> **TASK GOAL**
Output the data that follows, keeping every line identical.
━━━━━ DATA PROVIDED
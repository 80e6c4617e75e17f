use chrono::{DateTime, NaiveDate, NaiveDateTime, Utc};
use serde::{Deserialize, Serialize};

/// Parse the ISO-8601 forms the analytics service emits: RFC 3339 with an
/// offset, a naive date-time (read as UTC) or a bare date.
pub fn parse_timestamp(raw: &str) -> Option<DateTime<Utc>> {
    let raw = raw.trim();
    if let Ok(dt) = DateTime::parse_from_rfc3339(raw) {
        return Some(dt.with_timezone(&Utc));
    }
    for format in [
        "%Y-%m-%dT%H:%M:%S%.f",
        "%Y-%m-%dT%H:%M:%S",
        "%Y-%m-%d %H:%M:%S%.f",
        "%Y-%m-%d %H:%M:%S",
    ] {
        if let Ok(naive) = NaiveDateTime::parse_from_str(raw, format) {
            return Some(naive.and_utc());
        }
    }
    NaiveDate::parse_from_str(raw, "%Y-%m-%d")
        .ok()
        .and_then(|date| date.and_hms_opt(0, 0, 0))
        .map(|naive| naive.and_utc())
}

/// Anything carrying a wire timestamp that the chart lays out in time order
pub trait Timestamped {
    fn raw_timestamp(&self) -> &str;

    fn time(&self) -> Option<DateTime<Utc>> {
        parse_timestamp(self.raw_timestamp())
    }
}

/// Stable ascending time order. Entries whose timestamp does not parse go
/// last, keeping their relative order.
pub fn sort_by_time<T: Timestamped>(items: &[T]) -> Vec<&T> {
    let mut sorted: Vec<&T> = items.iter().collect();
    sorted.sort_by_cached_key(|item| {
        let time = item.time();
        (time.is_none(), time)
    });
    sorted
}

/// Domain entity - one OHLC bar as delivered by the analytics service
#[derive(Debug, Clone, PartialEq, Serialize, Deserialize)]
pub struct PriceCandle {
    pub timestamp: String,
    pub open: f64,
    pub high: f64,
    pub low: f64,
    pub close: f64,
    #[serde(default, skip_serializing_if = "Option::is_none")]
    pub volume: Option<f64>,
}

impl PriceCandle {
    pub fn new(timestamp: impl Into<String>, open: f64, high: f64, low: f64, close: f64) -> Self {
        Self {
            timestamp: timestamp.into(),
            open,
            high,
            low,
            close,
            volume: None,
        }
    }

    pub fn with_volume(mut self, volume: f64) -> Self {
        self.volume = Some(volume);
        self
    }

    /// Ties count as bullish.
    pub fn is_bullish(&self) -> bool {
        self.close >= self.open
    }

    pub fn prices(&self) -> [f64; 4] {
        [self.open, self.high, self.low, self.close]
    }

    pub fn body_low(&self) -> f64 {
        self.open.min(self.close)
    }

    pub fn body_high(&self) -> f64 {
        self.open.max(self.close)
    }

    /// High/low enclose open/close and volume is non-negative
    pub fn is_well_formed(&self) -> bool {
        self.high >= self.body_high()
            && self.low <= self.body_low()
            && self.high >= self.low
            && self.volume.is_none_or(|v| v >= 0.0)
    }
}

impl Timestamped for PriceCandle {
    fn raw_timestamp(&self) -> &str {
        &self.timestamp
    }
}

/// Close-only sample used when no candles are available
#[derive(Debug, Clone, PartialEq, Serialize, Deserialize)]
pub struct PricePoint {
    pub timestamp: String,
    pub close: f64,
}

impl PricePoint {
    pub fn new(timestamp: impl Into<String>, close: f64) -> Self {
        Self { timestamp: timestamp.into(), close }
    }
}

impl Timestamped for PricePoint {
    fn raw_timestamp(&self) -> &str {
        &self.timestamp
    }
}

#[cfg(test)]
mod tests {
    use super::*;
    use chrono::TimeZone;

    #[test]
    fn parses_supported_formats() {
        let midnight = Utc.with_ymd_and_hms(2024, 1, 2, 0, 0, 0).unwrap();
        assert_eq!(parse_timestamp("2024-01-02"), Some(midnight));
        assert_eq!(parse_timestamp("2024-01-02T00:00:00"), Some(midnight));
        assert_eq!(parse_timestamp("2024-01-02T00:00:00.000"), Some(midnight));
        assert_eq!(parse_timestamp("2024-01-02T01:00:00+01:00"), Some(midnight));
        assert_eq!(parse_timestamp("2024-01-02T00:00:00Z"), Some(midnight));
        assert_eq!(parse_timestamp("yesterday"), None);
    }

    #[test]
    fn tie_is_bullish() {
        assert!(PriceCandle::new("2024-01-01", 100.0, 101.0, 99.0, 100.0).is_bullish());
        assert!(!PriceCandle::new("2024-01-01", 105.0, 106.0, 99.0, 100.0).is_bullish());
    }

    #[test]
    fn malformed_candle_detected() {
        assert!(PriceCandle::new("2024-01-01", 100.0, 110.0, 95.0, 105.0).is_well_formed());
        assert!(!PriceCandle::new("2024-01-01", 100.0, 101.0, 95.0, 105.0).is_well_formed());
        assert!(!PriceCandle::new("2024-01-01", 100.0, 110.0, 95.0, 105.0).with_volume(-1.0).is_well_formed());
    }

    #[test]
    fn volume_is_optional_on_the_wire() {
        let candle: PriceCandle = serde_json::from_str(
            r#"{"timestamp":"2024-01-01T00:00:00","open":1.0,"high":2.0,"low":0.5,"close":1.5}"#,
        )
        .unwrap();
        assert_eq!(candle.volume, None);
    }
}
━━━━━━━━━━
> **RESPONSE AREA**
repository 80e6c4617e75e17f
use chrono::{DateTime, NaiveDate, NaiveDateTime, Utc};
use serde::{Deserialize, Serialize};

/// Parse the ISO-8601 forms the analytics service emits: RFC 3339 with an
/// offset, a naive date-time (read as UTC) or a bare date.
pub fn parse_timestamp(raw: &str) -> Option<DateTime<Utc>> {
    let raw = raw.trim();
    if let Ok(dt) = DateTime::parse_from_rfc3339(raw) {
        return Some(dt.with_timezone(&Utc));
    }
    for format in [
        "%Y-%m-%dT%H:%M:%S%.f",
        "%Y-%m-%dT%H:%M:%S",
        "%Y-%m-%d %H:%M:%S%.f",
        "%Y-%m-%d %H:%M:%S",
    ] {
        if let Ok(naive) = NaiveDateTime::parse_from_str(raw, format) {
            return Some(naive.and_utc());
        }
    }
    NaiveDate::parse_from_str(raw, "%Y-%m-%d")
        .ok()
        .and_then(|date| date.and_hms_opt(0, 0, 0))
        .map(|naive| naive.and_utc())
}

/// Anything carrying a wire timestamp that the chart lays out in time order
pub trait Timestamped {
    fn raw_timestamp(&self) -> &str;

    fn time(&self) -> Option<DateTime<Utc>> {
        parse_timestamp(self.raw_timestamp())
    }
}

/// Stable ascending time order. Entries whose timestamp does not parse go
/// last, keeping their relative order.
pub fn sort_by_time<T: Timestamped>(items: &[T]) -> Vec<&T> {
    let mut sorted: Vec<&T> = items.iter().collect();
    sorted.sort_by_cached_key(|item| {
        let time = item.time();
        (time.is_none(), time)
    });
    sorted
}

/// Domain entity - one OHLC bar as delivered by the analytics service
#[derive(Debug, Clone, PartialEq, Serialize, Deserialize)]
pub struct PriceCandle {
    pub timestamp: String,
    pub open: f64,
    pub high: f64,
    pub low: f64,
    pub close: f64,
    #[serde(default, skip_serializing_if = "Option::is_none")]
    pub volume: Option<f64>,
}

impl PriceCandle {
    pub fn new(timestamp: impl Into<String>, open: f64, high: f64, low: f64, close: f64) -> Self {
        Self {
            timestamp: timestamp.into(),
            open,
            high,
            low,
            close,
            volume: None,
        }
    }

    pub fn with_volume(mut self, volume: f64) -> Self {
        self.volume = Some(volume);
        self
    }

    /// Ties count as bullish.
    pub fn is_bullish(&self) -> bool {
        self.close >= self.open
    }

    pub fn prices(&self) -> [f64; 4] {
        [self.open, self.high, self.low, self.close]
    }

    pub fn body_low(&self) -> f64 {
        self.open.min(self.close)
    }

    pub fn body_high(&self) -> f64 {
        self.open.max(self.close)
    }

    /// High/low enclose open/close and volume is non-negative
    pub fn is_well_formed(&self) -> bool {
        self.high >= self.body_high()
            && self.low <= self.body_low()
            && self.high >= self.low
            && self.volume.is_none_or(|v| v >= 0.0)
    }
}

impl Timestamped for PriceCandle {
    fn raw_timestamp(&self) -> &str {
        &self.timestamp
    }
}

/// Close-only sample used when no candles are available
#[derive(Debug, Clone, PartialEq, Serialize, Deserialize)]
pub struct PricePoint {
    pub timestamp: String,
    pub close: f64,
}

impl PricePoint {
    pub fn new(timestamp: impl Into<String>, close: f64) -> Self {
        Self { timestamp: timestamp.into(), close }
    }
}

impl Timestamped for PricePoint {
    fn raw_timestamp(&self) -> &str {
        &self.timestamp
    }
}

#[cfg(test)]
mod tests {
    use super::*;
    use chrono::TimeZone;

    #[test]
    fn parses_supported_formats() {
        let midnight = Utc.with_ymd_and_hms(2024, 1, 2, 0, 0, 0).unwrap();
        assert_eq!(parse_timestamp("2024-01-02"), Some(midnight));
        assert_eq!(parse_timestamp("2024-01-02T00:00:00"), Some(midnight));
        assert_eq!(parse_timestamp("2024-01-02T00:00:00.000"), Some(midnight));
        assert_eq!(parse_timestamp("2024-01-02T01:00:00+01:00"), Some(midnight));
        assert_eq!(parse_timestamp("2024-01-02T00:00:00Z"), Some(midnight));
        assert_eq!(parse_timestamp("yesterday"), None);
    }

    #[test]
    fn tie_is_bullish() {
        assert!(PriceCandle::new("2024-01-01", 100.0, 101.0, 99.0, 100.0).is_bullish());
        assert!(!PriceCandle::new("2024-01-01", 105.0, 106.0, 99.0, 100.0).is_bullish());
    }

    #[test]
    fn malformed_candle_detected() {
        assert!(PriceCandle::new("2024-01-01", 100.0, 110.0, 95.0, 105.0).is_well_formed());
        assert!(!PriceCandle::new("2024-01-01", 100.0, 101.0, 95.0, 105.0).is_well_formed());
        assert!(!PriceCandle::new("2024-01-01", 100.0, 110.0, 95.0, 105.0).with_volume(-1.0).is_well_formed());
    }

    #[test]
    fn volume_is_optional_on_the_wire() {
        let candle: PriceCandle = serde_json::from_str(
            r#"{"timestamp":"2024-01-01T00:00:00","open":1.0,"high":2.0,"low":0.5,"close":1.5}"#,
        )
        .unwrap();
        assert_eq!(candle.volume, None);
    }
}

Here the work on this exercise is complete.